Still, in the age of the stretch-four forward, Spellman has made sure to develop perimeter skills to enhance the prospects for his future aspirations.
In Villanova's 87-67 victory at Temple on Wednesday night, Spellman scored a career-high 27 points and made a career-high 11 field goals. The 6-foot-9, 245-pounder from Ohio also matched his career high in made three-pointers with four.
When Spellman set his previous career-high with 16 points against Saint Joseph's, he also drained four treys.
On the season, 14 of Spellman's 44 field goals (31.8 percent) have come from downtown. He has the green light to shoot from distance because he connects on 46.6 percent of them (14-of-40) — ranking second on the team.
"We need an inside presence, and we know [Spellman] can do that," Wright said. "We've been working with him on that, and he's been doing a great job.

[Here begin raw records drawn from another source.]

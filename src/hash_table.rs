use alloc::vec;
use alloc::vec::Vec;
use core::fmt::Debug;
use core::mem;

/// Exponent of the default bucket-array size (2^4 = 16 buckets).
pub const DEFAULT_BIT_SIZE: u8 = 4;

/// Largest accepted bucket-array exponent. Larger requests are clamped so
/// the bucket count `1 << bit_size` cannot overflow `usize`.
const MAX_BIT_SIZE: u8 = (usize::BITS - 1) as u8;

/// Sentinel slot index terminating bucket chains and the free list.
const NIL: usize = usize::MAX;

/// Status reported by mutating set operations.
///
/// Duplicate insertions and absent removals are ordinary, recoverable
/// outcomes; they are reported as `Err` values and never panic.
#[derive(Debug, Clone, Copy, PartialEq, Eq)]
pub enum Error {
    /// The value passed to a `put` already exists; nothing was mutated.
    AlreadyExists,
    /// The value passed to a `remove` is not present; nothing was mutated.
    NotFound,
}

impl core::fmt::Display for Error {
    fn fmt(&self, f: &mut core::fmt::Formatter<'_>) -> core::fmt::Result {
        match self {
            Error::AlreadyExists => f.write_str("value already exists"),
            Error::NotFound => f.write_str("value not found"),
        }
    }
}

impl core::error::Error for Error {}

/// One arena slot: either a live entry linked into a bucket chain, or a
/// vacant slot linked into the free list for reuse.
#[derive(Clone)]
enum Slot<V> {
    Occupied { hash: u64, next: usize, value: V },
    Vacant { next_free: usize },
}

/// Result of a chain walk: the target bucket, the matching slot (or `NIL`
/// on a miss), and its predecessor in the chain (the chain tail on a miss).
struct Location {
    bucket: usize,
    index: usize,
    prev: usize,
}

/// A hash table using separate chaining over a fixed power-of-two bucket
/// array.
///
/// `HashTable<V>` stores values of type `V` and provides insertion, lookup,
/// and removal in O(1) expected time. Unlike standard hash maps, this
/// implementation requires you to provide the hash value and an equality
/// predicate for each operation, so it never constrains your key type or
/// hasher choice.
///
/// Entries live in a contiguous arena; each bucket holds the index of the
/// first entry of its chain and entries link to the next by index. The full
/// 64-bit hash is stored per entry, so re-bucketing via [`rehash`] never
/// re-invokes a hasher, and chain walks compare hashes before calling the
/// equality predicate.
///
/// The bucket count is `2^bit_size`, fixed at construction. There is no
/// load-factor-triggered resize; callers that need a bigger table call
/// [`rehash`] explicitly. Chains are tail-inserted, so iteration order is
/// deterministic for a fixed bucket count and insertion sequence.
///
/// [`rehash`]: HashTable::rehash
///
/// ## Example
///
/// ```rust
/// # use core::hash::Hash;
/// # use core::hash::Hasher;
/// #
/// # use chain_hash::hash_table::Entry;
/// # use chain_hash::hash_table::HashTable;
/// # use siphasher::sip::SipHasher;
/// #
/// # #[derive(Debug, PartialEq)]
/// # struct Person {
/// #     id: u64,
/// #     name: String,
/// # }
/// #
/// # fn hash_id(id: u64) -> u64 {
/// #     let mut hasher = SipHasher::new();
/// #     id.hash(&mut hasher);
/// #     hasher.finish()
/// # }
///
/// let mut table = HashTable::with_bit_size(6);
/// let hash = hash_id(123);
///
/// match table.entry(hash, |p: &Person| p.id == 123) {
///     Entry::Vacant(entry) => {
///         entry.insert(Person {
///             id: 123,
///             name: "Alice".to_string(),
///         });
///     }
///     Entry::Occupied(_) => {
///         println!("Person already exists");
///     }
/// }
///
/// assert!(table.find(hash, |p| p.id == 123).is_some());
/// ```
#[derive(Clone)]
pub struct HashTable<V> {
    /// Head slot index per bucket, `NIL` when the bucket is empty.
    buckets: Vec<usize>,
    /// Entry arena; vacant slots are threaded through `free_head`.
    slots: Vec<Slot<V>>,
    free_head: usize,
    /// `buckets.len() - 1`; bucket count is always a power of two.
    mask: usize,
    len: usize,
}

impl<V> Debug for HashTable<V> {
    fn fmt(&self, f: &mut core::fmt::Formatter<'_>) -> core::fmt::Result {
        f.debug_struct("HashTable")
            .field("len", &self.len)
            .field("buckets", &self.buckets.len())
            .field("chain_lengths", &self.chain_lengths())
            .finish()
    }
}

impl<V> Default for HashTable<V> {
    fn default() -> Self {
        Self::new()
    }
}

As we're doing that, we're working on footwork and watching, then saying: 'This kid can shoot.' We chart our shooting every day, and we're saying he's one of our best shooters."
It's one of those issues coaches love to deal with.
"We still want to keep developing [Spellman] as a post player," Wright said. "He did a real good job (against Temple), but we can't disregard the fact that he is one of our best shooters. He showed what he can do."
It's been well-documented that Spellman, who was rated 16th in the 2016 edition of ESPN's Top 100 recruits, sat out last season after the NCAA controversially declared him to be an academic redshirt.
He practiced with the team, which allowed him and his teammates to get an understanding of each other. Still, practicing is much different from playing in games.
Spellman has had the good fortune of having players like juniors Jalen Brunson, Mikal Bridges and Phil Booth and sophomore Donte DiVincenzo to share the load. It has allowed him to find himself at his own pace, rather than have the pressure on him of doing it all right away.
"It definitely helps to be around players who are as good as my teammates are," said Spellman, who is fifth in scoring at 10.6 points per game, and tops in rebounding with 7.5 per game. "I'm very appreciative of my teammates and coaches because they are making it a lot easier for me to grow up as a player."
It can't be stated enough that the ability of several different players to seize control of any particular game is one of the reasons Villanova (11-0) is ranked No.1 in both the Associated Press and USA Today Coaches polls.
Bridges, Brunson, Booth and DiVincenzo all complement their ability to drive to the hoop with outside shot-making ability.
Spellman may ultimately become the most difficult Wildcat to contend with, because he has a combination of size and strength that others do not.
Nobody likes to guard a big man who has the bulk to beat you up inside the paint, then drift out behind the arc and consistently light it up.
"We knew Spellman could make shots because we've seen him do it in previous games," Temple coach Fran Dunphy said. "You're just hoping he's not going to be as efficient as he was.
"We missed him a couple of times on threes, but we were right where we wanted to be in defending some twos, and he just stepped up and made shots in our face. He was terrific."